Kind of surprised at you and these couple posts, never seen personal or large portions or public attacks like that before from you. And I have to say that if you think for a minute that anyone suggested injecting bleach, or took advice from voodoo doctors, than you do not think for self at all, you simply parrot the pathetic lies out there meant to cause this kind of confusion and division. Also, IQ and education have absolutely nothing at all to do with each other.

I personally will certainly not rush out to get any vaccinations, as I never have in the past. I have never had the flu vaccine, I’m 59, and only had the flu once. I know folks that get the flu vaccine every year and also get the flu every year, too. Seems like there is something wrong with that to me. I will see how folks react to the vaccine and how the virus responds to folks being vaccinated before I make any other decision.


----------



## Stars-n-Stripers (Nov 15, 2007)

Yay, we now have another Covid thread, well played.


----------



## Snakecharmer (Apr 9, 2008)

I seem to remember someone in Washington suggesting that bleach s/b injected. 

I'm surprised at the number of people who don't realize this is a World problem, not a problem that an USA election could cure.


----------



## Super G (Oct 3, 2012)

Take a look at mortality rates as a percentage of population for Covid and for the flu. Not much difference. Add to that - they're inflating the death rate due to covid. Then take mutation of the virus (as viruses do) and you can't be sure the vaccine will even work! Is there a covid virus - yes. If it is it as virulent as they're trying to make us believe - why do social media sites silence doctors who share their experience with hydroxychloroquine as being an effective medication? I get the caution at first - no one knew what the CCP (Chinese Communist Party) threw at us. But after all this time - and all the data that's available - it's just not adding up.


----------



## Super G (Oct 3, 2012)

Really, Snakecharmer? Did you actually take that literally?
But Your Margaret Thatcher quote is spot on!


----------



## luredaddy (May 25, 2004)

PapawSmith said:


> Kind of surprised at you and these couple posts, never seen personal or large portions or public attacks like that before from you. And I have to say that if you think for a minute that anyone suggested injecting bleach, or took advice from voodoo doctors, than you do not think for self at all, you simple parrot the pathetic lies out there meant to cause this kind of confusion and division. Also, IQ and education have absolutely nothing at all to do with each other.
> 
> I personally will certainly not rush out to get any vaccinations, as I never have in the past. I have never had the flu vaccine, I’m 59, and only had the flu once. I know folks that get the flu vaccine every year and also get the flu every year, too. Seems like there is something wrong with that to me. I will see how folks react to the vaccine and how the virus responds to folks being vaccinated before I make any other decision.

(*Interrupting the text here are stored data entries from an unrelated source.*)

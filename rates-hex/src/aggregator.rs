//! Multi-provider rate race.
//!
//! Every provider is queried concurrently; the first valid quote wins and
//! the rest are cancelled. Provider errors are absorbed and only escalate
//! as an [`AggregateFailure`] once no provider can succeed any more.

use std::sync::Arc;

use tokio::sync::mpsc;
use tokio::task::JoinSet;
use tracing::{debug, info, warn};

use rates_types::{
    AggregateFailure, ConfigError, CurrencyPair, FetchContext, ProviderError, ProviderFailure,
    RateProvider, RateQuote,
};

/// One provider task's outcome, tagged with the provider's position.
struct Completion {
    index: usize,
    outcome: Result<RateQuote, ProviderError>,
}

/// Races a fixed, ordered set of rate providers.
pub struct Aggregator {
    providers: Vec<Arc<dyn RateProvider>>,
}

impl Aggregator {
    /// Creates an aggregator over `providers`. At least one is required.
    pub fn new(providers: Vec<Arc<dyn RateProvider>>) -> Result<Self, ConfigError> {
        if providers.is_empty() {
            return Err(ConfigError::NoProviders);
        }
        Ok(Self { providers })
    }

    /// Names of the configured providers, in configuration order.
    pub fn provider_names(&self) -> Vec<String> {
        self.providers.iter().map(|p| p.name().to_string()).collect()
    }

    /// Resolves `pair` by racing all providers.
    ///
    /// "First" means first to complete as observed here, not provider
    /// priority; two providers answering within the same scheduling tick may
    /// win in either order across runs.
    ///
    /// Returns the first valid quote, or every provider's failure in
    /// completion order. Providers still outstanding when the deadline of
    /// `ctx` elapses (or `ctx` is cancelled) are recorded as
    /// `DeadlineExceeded` (or `Cancelled`) after the completed ones.
    #[tracing::instrument(
        name = "resolve_rate",
        skip(self, ctx),
        fields(pair = %pair, providers = self.providers.len())
    )]
    pub async fn resolve(
        &self,
        ctx: &FetchContext,
        pair: &CurrencyPair,
    ) -> Result<RateQuote, AggregateFailure> {
        let race = ctx.child();
        let total = self.providers.len();
        if ctx.deadline().is_none() {
            warn!("Resolving without a deadline");
        }

        // Sized so no provider ever blocks on send, even after we stop reading.
        let (tx, mut rx) = mpsc::channel::<Completion>(total);
        // Dropping the set aborts whatever is still running.
        let mut tasks = JoinSet::new();

        for (index, provider) in self.providers.iter().enumerate() {
            let provider = Arc::clone(provider);
            let task_ctx = race.clone();
            let pair = *pair;
            let tx = tx.clone();
            tasks.spawn(async move {
                let outcome = provider.fetch_rate(&task_ctx, &pair).await;
                let _ = tx.send(Completion { index, outcome }).await;
            });
        }
        drop(tx);

        let mut pending = vec![true; total];
        let mut failures = Vec::with_capacity(total);

        while failures.len() < total {
            let completion = tokio::select! {
                biased;
                completion = rx.recv() => completion,
                _ = ctx.cancelled() => {
                    return Err(self.abandon(&race, pair, &pending, failures, ProviderError::Cancelled));
                }
                _ = ctx.expired() => {
                    return Err(self.abandon(&race, pair, &pending, failures, ProviderError::DeadlineExceeded));
                }
            };

            // Every sender is gone: the remaining tasks died without reporting.
            let Some(Completion { index, outcome }) = completion else {
                break;
            };
            pending[index] = false;
            let source = self.providers[index].name();
            debug!(provider = source, ok = outcome.is_ok(), "Provider completed");

            match outcome.and_then(|quote| quote.validate(pair).map(|()| quote)) {
                Ok(mut quote) => {
                    race.cancel();
                    if quote.source != source {
                        debug!(provider = source, reported = %quote.source, "Overriding quote source");
                        quote.source = source.to_string();
                    }
                    info!(provider = source, rate = quote.rate, "Rate resolved");
                    return Ok(quote);
                }
                Err(cause) => {
                    warn!(provider = source, error = %cause, "Provider failed to return rate");
                    failures.push(ProviderFailure::new(source, cause));
                }
            }
        }

        for (index, _) in pending.iter().enumerate().filter(|(_, p)| **p) {
            failures.push(ProviderFailure::new(
                self.providers[index].name(),
                ProviderError::TaskAborted,
            ));
        }

        warn!(failures = failures.len(), "All providers failed");
        Err(AggregateFailure::new(*pair, failures))
    }

    /// Stops the race, marking every outstanding provider with `cause`.
    fn abandon(
        &self,
        race: &FetchContext,
        pair: &CurrencyPair,
        pending: &[bool],
        mut failures: Vec<ProviderFailure>,
        cause: ProviderError,
    ) -> AggregateFailure {
        race.cancel();
        warn!(error = %cause, "Abandoning outstanding providers");

        failures.extend(
            pending
                .iter()
                .enumerate()
                .filter(|(_, p)| **p)
                .map(|(index, _)| ProviderFailure::new(self.providers[index].name(), cause.clone())),
        );
        AggregateFailure::new(*pair, failures)
    }
}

I never attacked anyone. I made an observation about following the EDUCATED doctors and scientists, I also made an observation about the level of competency of our supposed leader. If no one is noticing that this virus is running rampant in our country and two main groups are pushing it, the youth who feel they are invincible, Covid parties are an extreme example, and the uninformed who feel it will just disappear some day. I took the Swine Flu Shot, probably close to 40 years ago, as I remember, no one died from the Flu, a number died from the vaccine. Will I immediately take the vaccine if/when available, probably, because I am 73, If I were younger , I would probably wait and study the effects of the vaccine. I would not make a definite NO declaration. NOT SURE WHY THE LINES ARE THERE !


----------



## Snakecharmer (Apr 9, 2008)

Super G said:


> Really, Snakecharmer? Did you actually take that literally?
> But Your Margaret Thatcher quote is spot on!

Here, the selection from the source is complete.